Your instructions => Wherever the string "character" shows up in the data below, copy the whole line.

Data extract =>
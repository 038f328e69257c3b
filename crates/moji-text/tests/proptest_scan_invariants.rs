//! Property-based invariant tests for scanning and conversion.
//!
//! Inputs are built from ASCII filler, whole catalog glyphs, and
//! skin-toned composable bases:
//!
//! 1. Matches are ordered, non-overlapping, and slice the source.
//! 2. A limit returns a prefix of the unlimited result.
//! 3. Removing every emoji leaves no emoji and is idempotent.
//! 4. Alias encoding round-trips through `to_unicode`.
//! 5. Decimal and hex entity encoding round-trip for untoned text.
//! 6. Text without emoji is left alone by every converter.
//! 7. No panics on arbitrary input.

use moji_catalog::{Fitzpatrick, SequenceKind, bundled};
use moji_text::{
    FitzpatrickAction, contains_emoji, find_match_strings, find_matches, is_only_emojis,
    remove_all, to_aliases, to_html_decimal, to_html_hexadecimal, to_unicode,
};
use proptest::prelude::*;
use proptest::sample::select;

// ── Helpers ─────────────────────────────────────────────────────────────

const FILLER: &str = "[a-z0-9 .,!?]{1,4}";

fn glyphs() -> Vec<String> {
    bundled().all().iter().map(|e| e.unicode().to_owned()).collect()
}

fn toned_bases() -> Vec<String> {
    bundled()
        .all()
        .iter()
        .filter(|e| e.kind() == SequenceKind::BaseSkinGender)
        .map(|e| e.unicode().to_owned())
        .collect()
}

fn tone_strategy() -> impl Strategy<Value = Fitzpatrick> {
    select(Fitzpatrick::ALL.to_vec())
}

fn piece_strategy(with_tones: bool) -> BoxedStrategy<String> {
    let filler = FILLER.prop_map(String::from);
    let glyph = select(glyphs());
    if with_tones {
        let toned = (select(toned_bases()), tone_strategy())
            .prop_map(|(base, tone)| format!("{base}{}", tone.unicode()));
        prop_oneof![2 => filler, 2 => glyph, 1 => toned].boxed()
    } else {
        prop_oneof![filler, glyph].boxed()
    }
}

fn text_strategy(with_tones: bool) -> impl Strategy<Value = String> {
    prop::collection::vec(piece_strategy(with_tones), 0..12).prop_map(|pieces| pieces.concat())
}

// ═════════════════════════════════════════════════════════════════════════
// 1. Matches are ordered and non-overlapping
// ═════════════════════════════════════════════════════════════════════════

proptest! {
    #[test]
    fn matches_ordered_and_disjoint(text in text_strategy(true)) {
        let found = find_matches(bundled(), &text, 0);
        let mut prev_end = 0;
        for m in &found {
            prop_assert!(m.start() >= prev_end, "overlap at {} in {:?}", m.start(), text);
            prop_assert!(m.start() < m.end());
            prop_assert!(m.base_end() <= m.fitzpatrick_end());
            prop_assert!(m.fitzpatrick_end() <= m.end());
            prop_assert!(text.is_char_boundary(m.start()) && text.is_char_boundary(m.end()));
            prop_assert_eq!(m.as_str(), &text[m.range()]);
            prev_end = m.end();
        }
    }
}

// ═════════════════════════════════════════════════════════════════════════
// 2. Limit is a prefix
// ═════════════════════════════════════════════════════════════════════════

proptest! {
    #[test]
    fn limit_is_prefix(text in text_strategy(true), limit in 1usize..6) {
        let all = find_match_strings(bundled(), &text, 0);
        let some = find_match_strings(bundled(), &text, limit);
        prop_assert_eq!(some.len(), all.len().min(limit));
        prop_assert_eq!(&some[..], &all[..some.len()]);
    }
}

// ═════════════════════════════════════════════════════════════════════════
// 3. remove_all
// ═════════════════════════════════════════════════════════════════════════

proptest! {
    #[test]
    fn remove_all_clears_and_is_idempotent(text in text_strategy(true)) {
        let c = bundled();
        let once = remove_all(c, &text);
        prop_assert!(!contains_emoji(c, &once), "emoji left in {:?}", once);
        prop_assert_eq!(remove_all(c, &once), once.clone());
        prop_assert_eq!(is_only_emojis(c, &text), !text.is_empty() && once.is_empty());
    }
}

// ═════════════════════════════════════════════════════════════════════════
// 4. Alias round trip
// ═════════════════════════════════════════════════════════════════════════

proptest! {
    #[test]
    fn alias_round_trip(text in text_strategy(true)) {
        let c = bundled();
        let aliased = to_aliases(c, &text, FitzpatrickAction::Parse);
        prop_assert_eq!(to_unicode(c, &aliased), text);
    }
}

// ═════════════════════════════════════════════════════════════════════════
// 5. HTML round trip
// ═════════════════════════════════════════════════════════════════════════

proptest! {
    #[test]
    fn html_round_trip(text in text_strategy(false)) {
        let c = bundled();
        let dec = to_html_decimal(c, &text, FitzpatrickAction::Parse);
        let hex = to_html_hexadecimal(c, &text, FitzpatrickAction::Parse);
        prop_assert!(!contains_emoji(c, &dec));
        prop_assert_eq!(to_unicode(c, &dec), text.clone());
        prop_assert_eq!(to_unicode(c, &hex), text);
    }
}

// ═════════════════════════════════════════════════════════════════════════
// 6. Emoji-free text is untouched
// ═════════════════════════════════════════════════════════════════════════

proptest! {
    #[test]
    fn emoji_free_text_is_identity(text in "[a-zA-Z0-9 .,!?]{0,64}") {
        let c = bundled();
        for action in [
            FitzpatrickAction::Parse,
            FitzpatrickAction::ParseAndAddSpace,
            FitzpatrickAction::Remove,
            FitzpatrickAction::Ignore,
        ] {
            prop_assert_eq!(to_aliases(c, &text, action), text.clone());
            prop_assert_eq!(to_html_decimal(c, &text, action), text.clone());
        }
        prop_assert_eq!(to_unicode(c, &text), text.clone());
        prop_assert_eq!(remove_all(c, &text), text);
    }
}

// ═════════════════════════════════════════════════════════════════════════
// 7. No panics
// ═════════════════════════════════════════════════════════════════════════

proptest! {
    #[test]
    fn arbitrary_input_never_panics(text in any::<String>()) {
        let c = bundled();
        let _ = find_matches(c, &text, 0);
        let _ = to_aliases(c, &text, FitzpatrickAction::ParseAndAddSpace);
        let _ = to_html_hexadecimal(c, &text, FitzpatrickAction::Ignore);
        let _ = to_unicode(c, &text);
    }

    #[test]
    fn entity_like_input_never_panics(text in "(&#x?[0-9a-fA-F]{0,8};?|:[a-z_|0-9]{0,10}:?|[ a-z]){0,10}") {
        let _ = to_unicode(bundled(), &text);
    }
}
#![forbid(unsafe_code)]

//! Environment-driven configuration for the process-wide [`Moji`](crate::Moji).
//!
//! | variable | values | default |
//! |---|---|---|
//! | `MOJI_CATALOG_PATH` | path to a JSON catalog | bundled catalog |
//! | `MOJI_LEGACY_FILTER` | `1/0/true/false/yes/no/on/off` | `true` |
//! | `MOJI_FITZPATRICK_ACTION` | `parse/parse_and_add_space/remove/ignore` | `parse` |
//! | `MOJI_PAD_SEPARATOR` | one character | space |
//!
//! Invalid values keep the default and are reported in
//! [`MojiConfigParse::errors`] instead of failing.

use std::env;
use std::fmt;
use std::path::PathBuf;

use moji_catalog::LoadOptions;
use moji_text::{DEFAULT_SEPARATOR, FitzpatrickAction};

pub const ENV_MOJI_CATALOG_PATH: &str = "MOJI_CATALOG_PATH";
pub const ENV_MOJI_LEGACY_FILTER: &str = "MOJI_LEGACY_FILTER";
pub const ENV_MOJI_FITZPATRICK_ACTION: &str = "MOJI_FITZPATRICK_ACTION";
pub const ENV_MOJI_PAD_SEPARATOR: &str = "MOJI_PAD_SEPARATOR";

/// Separators that would be read back as alias or entity syntax.
const RESERVED_SEPARATORS: [char; 4] = [':', '|', '&', ';'];

/// Runtime configuration.
#[derive(Debug, Clone, PartialEq, Eq)]
pub struct MojiConfig {
    /// JSON catalog to load instead of the bundled one.
    pub catalog_path: Option<PathBuf>,
    /// Drop precomposed gender-prefixed rows while loading.
    pub legacy_filter: bool,
    /// Skin-tone handling for the one-argument conversions.
    pub fitzpatrick_action: FitzpatrickAction,
    /// Frame for skin-toned replacements under
    /// [`FitzpatrickAction::ParseAndAddSpace`].
    pub pad_separator: char,
}

impl Default for MojiConfig {
    fn default() -> Self {
        Self {
            catalog_path: None,
            legacy_filter: true,
            fitzpatrick_action: FitzpatrickAction::Parse,
            pad_separator: DEFAULT_SEPARATOR,
        }
    }
}

/// Configuration parse diagnostics (env + validation).
#[derive(Debug, Clone)]
pub struct MojiConfigParse {
    pub config: MojiConfig,
    pub errors: Vec<MojiConfigError>,
}

/// Configuration error with field context.
#[derive(Debug, Clone, PartialEq, Eq)]
pub struct MojiConfigError {
    pub field: &'static str,
    pub value: String,
    pub message: String,
}

impl MojiConfigError {
    fn new(field: &'static str, value: impl Into<String>, message: impl Into<String>) -> Self {
        Self {
            field,
            value: value.into(),
            message: message.into(),
        }
    }
}

impl fmt::Display for MojiConfigError {
    fn fmt(&self, f: &mut fmt::Formatter<'_>) -> fmt::Result {
        write!(f, "{}={} ({})", self.field, self.value, self.message)
    }
}

impl std::error::Error for MojiConfigError {}

impl MojiConfig {
    /// Parse config from environment variables.
    #[must_use]
    pub fn from_env() -> MojiConfig {
        Self::from_env_with_diagnostics().config
    }

    /// Parse config from environment variables and return diagnostics.
    #[must_use]
    pub fn from_env_with_diagnostics() -> MojiConfigParse {
        from_env_with(|key| env::var(key).ok())
    }

    /// Validate config constraints and return all violations.
    pub fn validate(&self) -> Result<(), Vec<MojiConfigError>> {
        let mut errors = Vec::new();
        if RESERVED_SEPARATORS.contains(&self.pad_separator) {
            errors.push(MojiConfigError::new(
                "pad_separator",
                self.pad_separator.to_string(),
                "separator must not be one of : | & ;",
            ));
        }
        if let Some(path) = &self.catalog_path
            && path.as_os_str().is_empty()
        {
            errors.push(MojiConfigError::new(
                "catalog_path",
                "",
                "path must not be empty",
            ));
        }
        if errors.is_empty() {
            Ok(())
        } else {
            Err(errors)
        }
    }

    /// Loader options derived from this config.
    #[must_use]
    pub fn load_options(&self) -> LoadOptions {
        LoadOptions {
            legacy_filter: self.legacy_filter,
        }
    }
}

fn from_env_with<F>(mut get: F) -> MojiConfigParse
where
    F: FnMut(&str) -> Option<String>,
{
    let mut config = MojiConfig::default();
    let mut errors = Vec::new();

    if let Some(value) = get(ENV_MOJI_CATALOG_PATH) {
        config.catalog_path = Some(PathBuf::from(value));
    }

    if let Some(value) = get(ENV_MOJI_LEGACY_FILTER) {
        match parse_bool(&value) {
            Some(parsed) => config.legacy_filter = parsed,
            None => errors.push(MojiConfigError::new(
                "legacy_filter",
                value,
                "expected bool (1/0/true/false)",
            )),
        }
    }

    if let Some(value) = get(ENV_MOJI_FITZPATRICK_ACTION) {
        match FitzpatrickAction::parse(&value) {
            Some(parsed) => config.fitzpatrick_action = parsed,
            None => errors.push(MojiConfigError::new(
                "fitzpatrick_action",
                value,
                "expected parse|parse_and_add_space|remove|ignore",
            )),
        }
    }

    if let Some(value) = get(ENV_MOJI_PAD_SEPARATOR) {
        match parse_char(&value) {
            Some(parsed) => config.pad_separator = parsed,
            None => errors.push(MojiConfigError::new(
                "pad_separator",
                value,
                "expected exactly one character",
            )),
        }
    }

    // Values that fail validation fall back to their defaults.
    if let Err(validation) = config.validate() {
        for err in &validation {
            match err.field {
                "pad_separator" => config.pad_separator = DEFAULT_SEPARATOR,
                "catalog_path" => config.catalog_path = None,
                _ => {}
            }
        }
        errors.extend(validation);
    }

    MojiConfigParse { config, errors }
}

#[inline]
fn parse_bool(value: &str) -> Option<bool> {
    match value.trim().to_ascii_lowercase().as_str() {
        "1" | "true" | "yes" | "on" => Some(true),
        "0" | "false" | "no" | "off" => Some(false),
        _ => None,
    }
}

/// Exactly one `char`; surrounding whitespace is kept so a space works.
#[inline]
fn parse_char(value: &str) -> Option<char> {
    let mut chars = value.chars();
    match (chars.next(), chars.next()) {
        (Some(ch), None) => Some(ch),
        _ => None,
    }
}

#[cfg(test)]
mod tests {
    use super::*;
    use std::collections::HashMap;

    fn parse(env: &HashMap<&str, &str>) -> MojiConfigParse {
        from_env_with(|key| env.get(key).map(|value| value.to_string()))
    }

    #[test]
    fn defaults_when_unset() {
        let parsed = parse(&HashMap::new());
        assert!(parsed.errors.is_empty());
        assert_eq!(parsed.config, MojiConfig::default());
        assert!(parsed.config.legacy_filter);
        assert_eq!(parsed.config.pad_separator, ' ');
        assert_eq!(parsed.config.fitzpatrick_action, FitzpatrickAction::Parse);
    }

    #[test]
    fn reads_every_variable() {
        let mut env = HashMap::new();
        env.insert(ENV_MOJI_CATALOG_PATH, "/tmp/emojis.json");
        env.insert(ENV_MOJI_LEGACY_FILTER, "off");
        env.insert(ENV_MOJI_FITZPATRICK_ACTION, "ignore");
        env.insert(ENV_MOJI_PAD_SEPARATOR, "_");

        let parsed = parse(&env);
        assert!(parsed.errors.is_empty(), "{:?}", parsed.errors);
        let config = parsed.config;
        assert_eq!(config.catalog_path, Some(PathBuf::from("/tmp/emojis.json")));
        assert!(!config.legacy_filter);
        assert_eq!(config.fitzpatrick_action, FitzpatrickAction::Ignore);
        assert_eq!(config.pad_separator, '_');
        assert_eq!(config.load_options(), LoadOptions::unfiltered());
    }

    #[test]
    fn invalid_values_reported_and_defaulted() {
        let mut env = HashMap::new();
        env.insert(ENV_MOJI_LEGACY_FILTER, "maybe");
        env.insert(ENV_MOJI_FITZPATRICK_ACTION, "drop");
        env.insert(ENV_MOJI_PAD_SEPARATOR, "--");

        let parsed = parse(&env);
        assert!(parsed.errors.iter().any(|err| err.field == "legacy_filter"));
        assert!(parsed.errors.iter().any(|err| err.field == "fitzpatrick_action"));
        assert!(parsed.errors.iter().any(|err| err.field == "pad_separator"));
        assert_eq!(parsed.config, MojiConfig::default());
    }

    #[test]
    fn reserved_separator_fails_validation() {
        let mut env = HashMap::new();
        env.insert(ENV_MOJI_PAD_SEPARATOR, ":");
        env.insert(ENV_MOJI_CATALOG_PATH, "");

        let parsed = parse(&env);
        assert_eq!(parsed.errors.len(), 2);
        assert_eq!(parsed.config.pad_separator, ' ');
        assert_eq!(parsed.config.catalog_path, None);
        assert_eq!(
            parsed.errors[0].to_string(),
            "pad_separator=: (separator must not be one of : | & ;)"
        );
    }

    #[test]
    fn space_separator_is_accepted() {
        let mut env = HashMap::new();
        env.insert(ENV_MOJI_PAD_SEPARATOR, " ");
        assert!(parse(&env).errors.is_empty());
        assert_eq!(parse_char("\u{3000}"), Some('\u{3000}'));
        assert_eq!(parse_char(""), None);
    }
}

Solution to the exercise =>
//! | `MOJI_PAD_SEPARATOR` | one character | space |
                "expected exactly one character",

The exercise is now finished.